**REQUIRED ACTION:** Copy exactly the lines of the material below that run from the one containing "notifications, and is" through the one containing "use super::coordinator::StratumCoordinator;". Copy no other lines.

**DATA FOR THIS TASK:**
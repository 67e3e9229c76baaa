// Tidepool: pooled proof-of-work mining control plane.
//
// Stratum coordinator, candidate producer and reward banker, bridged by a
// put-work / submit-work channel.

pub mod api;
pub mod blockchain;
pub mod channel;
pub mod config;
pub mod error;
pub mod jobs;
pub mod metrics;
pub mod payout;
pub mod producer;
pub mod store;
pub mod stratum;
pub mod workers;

==

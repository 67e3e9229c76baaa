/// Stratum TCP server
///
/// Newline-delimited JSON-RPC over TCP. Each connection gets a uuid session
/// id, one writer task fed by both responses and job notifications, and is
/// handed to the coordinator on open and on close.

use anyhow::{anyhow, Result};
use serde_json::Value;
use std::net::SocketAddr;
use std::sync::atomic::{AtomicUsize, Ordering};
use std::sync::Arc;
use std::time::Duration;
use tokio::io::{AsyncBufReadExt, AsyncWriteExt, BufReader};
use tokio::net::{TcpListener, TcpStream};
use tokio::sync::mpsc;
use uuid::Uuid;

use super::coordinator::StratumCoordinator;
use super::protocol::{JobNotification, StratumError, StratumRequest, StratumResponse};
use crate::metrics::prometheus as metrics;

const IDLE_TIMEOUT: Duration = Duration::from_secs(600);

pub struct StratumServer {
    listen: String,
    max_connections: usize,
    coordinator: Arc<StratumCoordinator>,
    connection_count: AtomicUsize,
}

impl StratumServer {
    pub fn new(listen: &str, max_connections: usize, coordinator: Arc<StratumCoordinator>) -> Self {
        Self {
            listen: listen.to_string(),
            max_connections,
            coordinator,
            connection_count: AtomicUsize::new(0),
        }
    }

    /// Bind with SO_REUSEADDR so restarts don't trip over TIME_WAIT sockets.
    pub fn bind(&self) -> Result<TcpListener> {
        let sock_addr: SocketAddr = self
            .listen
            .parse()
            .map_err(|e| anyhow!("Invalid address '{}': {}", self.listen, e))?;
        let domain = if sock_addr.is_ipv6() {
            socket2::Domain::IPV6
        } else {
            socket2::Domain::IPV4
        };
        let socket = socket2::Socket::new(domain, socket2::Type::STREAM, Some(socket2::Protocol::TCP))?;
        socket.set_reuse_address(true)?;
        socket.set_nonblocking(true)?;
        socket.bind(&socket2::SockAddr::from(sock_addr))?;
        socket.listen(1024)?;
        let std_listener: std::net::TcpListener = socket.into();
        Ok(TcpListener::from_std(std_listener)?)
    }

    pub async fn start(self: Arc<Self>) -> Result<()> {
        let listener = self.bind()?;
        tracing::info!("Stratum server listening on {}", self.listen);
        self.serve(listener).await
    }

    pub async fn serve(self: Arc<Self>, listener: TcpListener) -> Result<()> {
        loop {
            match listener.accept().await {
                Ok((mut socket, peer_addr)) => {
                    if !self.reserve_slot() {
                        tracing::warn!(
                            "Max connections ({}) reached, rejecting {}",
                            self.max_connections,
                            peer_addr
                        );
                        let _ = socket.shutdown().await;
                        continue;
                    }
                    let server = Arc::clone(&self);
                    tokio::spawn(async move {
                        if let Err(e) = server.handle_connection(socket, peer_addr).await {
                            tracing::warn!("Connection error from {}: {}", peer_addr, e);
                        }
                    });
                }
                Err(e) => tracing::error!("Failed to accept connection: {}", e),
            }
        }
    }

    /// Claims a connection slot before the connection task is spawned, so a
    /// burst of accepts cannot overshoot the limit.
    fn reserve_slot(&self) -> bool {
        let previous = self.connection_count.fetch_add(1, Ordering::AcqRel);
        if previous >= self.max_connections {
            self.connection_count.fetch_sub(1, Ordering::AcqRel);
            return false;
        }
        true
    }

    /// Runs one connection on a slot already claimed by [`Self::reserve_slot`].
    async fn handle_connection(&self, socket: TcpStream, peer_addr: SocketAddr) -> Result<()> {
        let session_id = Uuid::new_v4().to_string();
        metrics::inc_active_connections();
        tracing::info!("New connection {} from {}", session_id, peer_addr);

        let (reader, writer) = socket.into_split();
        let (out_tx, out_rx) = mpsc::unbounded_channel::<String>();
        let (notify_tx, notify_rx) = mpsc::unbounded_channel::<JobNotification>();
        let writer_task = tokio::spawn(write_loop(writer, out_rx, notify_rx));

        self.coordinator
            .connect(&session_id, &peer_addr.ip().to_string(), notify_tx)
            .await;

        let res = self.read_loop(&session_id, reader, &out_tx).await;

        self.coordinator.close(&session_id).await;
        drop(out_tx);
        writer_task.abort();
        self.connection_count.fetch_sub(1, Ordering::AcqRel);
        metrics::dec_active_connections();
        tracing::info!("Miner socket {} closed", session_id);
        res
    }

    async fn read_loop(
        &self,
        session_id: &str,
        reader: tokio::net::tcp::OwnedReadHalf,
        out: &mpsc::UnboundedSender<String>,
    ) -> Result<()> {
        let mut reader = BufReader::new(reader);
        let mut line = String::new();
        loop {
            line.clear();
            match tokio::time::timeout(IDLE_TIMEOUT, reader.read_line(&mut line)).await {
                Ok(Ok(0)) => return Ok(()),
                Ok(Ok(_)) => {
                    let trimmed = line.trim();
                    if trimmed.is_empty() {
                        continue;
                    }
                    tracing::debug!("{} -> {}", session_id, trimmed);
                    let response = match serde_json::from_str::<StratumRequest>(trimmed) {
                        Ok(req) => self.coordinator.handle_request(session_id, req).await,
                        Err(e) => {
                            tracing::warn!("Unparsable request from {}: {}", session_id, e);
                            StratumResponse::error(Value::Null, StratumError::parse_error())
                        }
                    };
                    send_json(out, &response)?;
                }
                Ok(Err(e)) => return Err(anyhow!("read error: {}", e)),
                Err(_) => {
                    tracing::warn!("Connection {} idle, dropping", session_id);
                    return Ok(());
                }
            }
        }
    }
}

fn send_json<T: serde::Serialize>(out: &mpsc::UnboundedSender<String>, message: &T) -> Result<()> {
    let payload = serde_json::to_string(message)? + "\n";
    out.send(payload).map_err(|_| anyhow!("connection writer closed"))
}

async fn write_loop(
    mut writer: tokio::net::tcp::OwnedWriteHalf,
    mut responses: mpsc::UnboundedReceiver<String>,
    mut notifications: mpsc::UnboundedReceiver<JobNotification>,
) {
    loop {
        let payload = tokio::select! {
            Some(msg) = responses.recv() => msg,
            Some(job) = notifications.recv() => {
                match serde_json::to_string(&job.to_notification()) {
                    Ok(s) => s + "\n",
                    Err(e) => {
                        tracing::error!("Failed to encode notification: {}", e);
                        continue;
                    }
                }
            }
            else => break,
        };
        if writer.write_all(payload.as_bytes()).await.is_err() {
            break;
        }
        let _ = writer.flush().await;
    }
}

**TASK RESPONSE:**
/// id, one writer task fed by both responses and job notifications, and is
/// handed to the coordinator on open and on close.

use anyhow::{anyhow, Result};
use serde_json::Value;
use std::net::SocketAddr;
use std::sync::atomic::{AtomicUsize, Ordering};
use std::sync::Arc;
use std::time::Duration;
use tokio::io::{AsyncBufReadExt, AsyncWriteExt, BufReader};
use tokio::net::{TcpListener, TcpStream};
use tokio::sync::mpsc;
use uuid::Uuid;

use super::coordinator::StratumCoordinator;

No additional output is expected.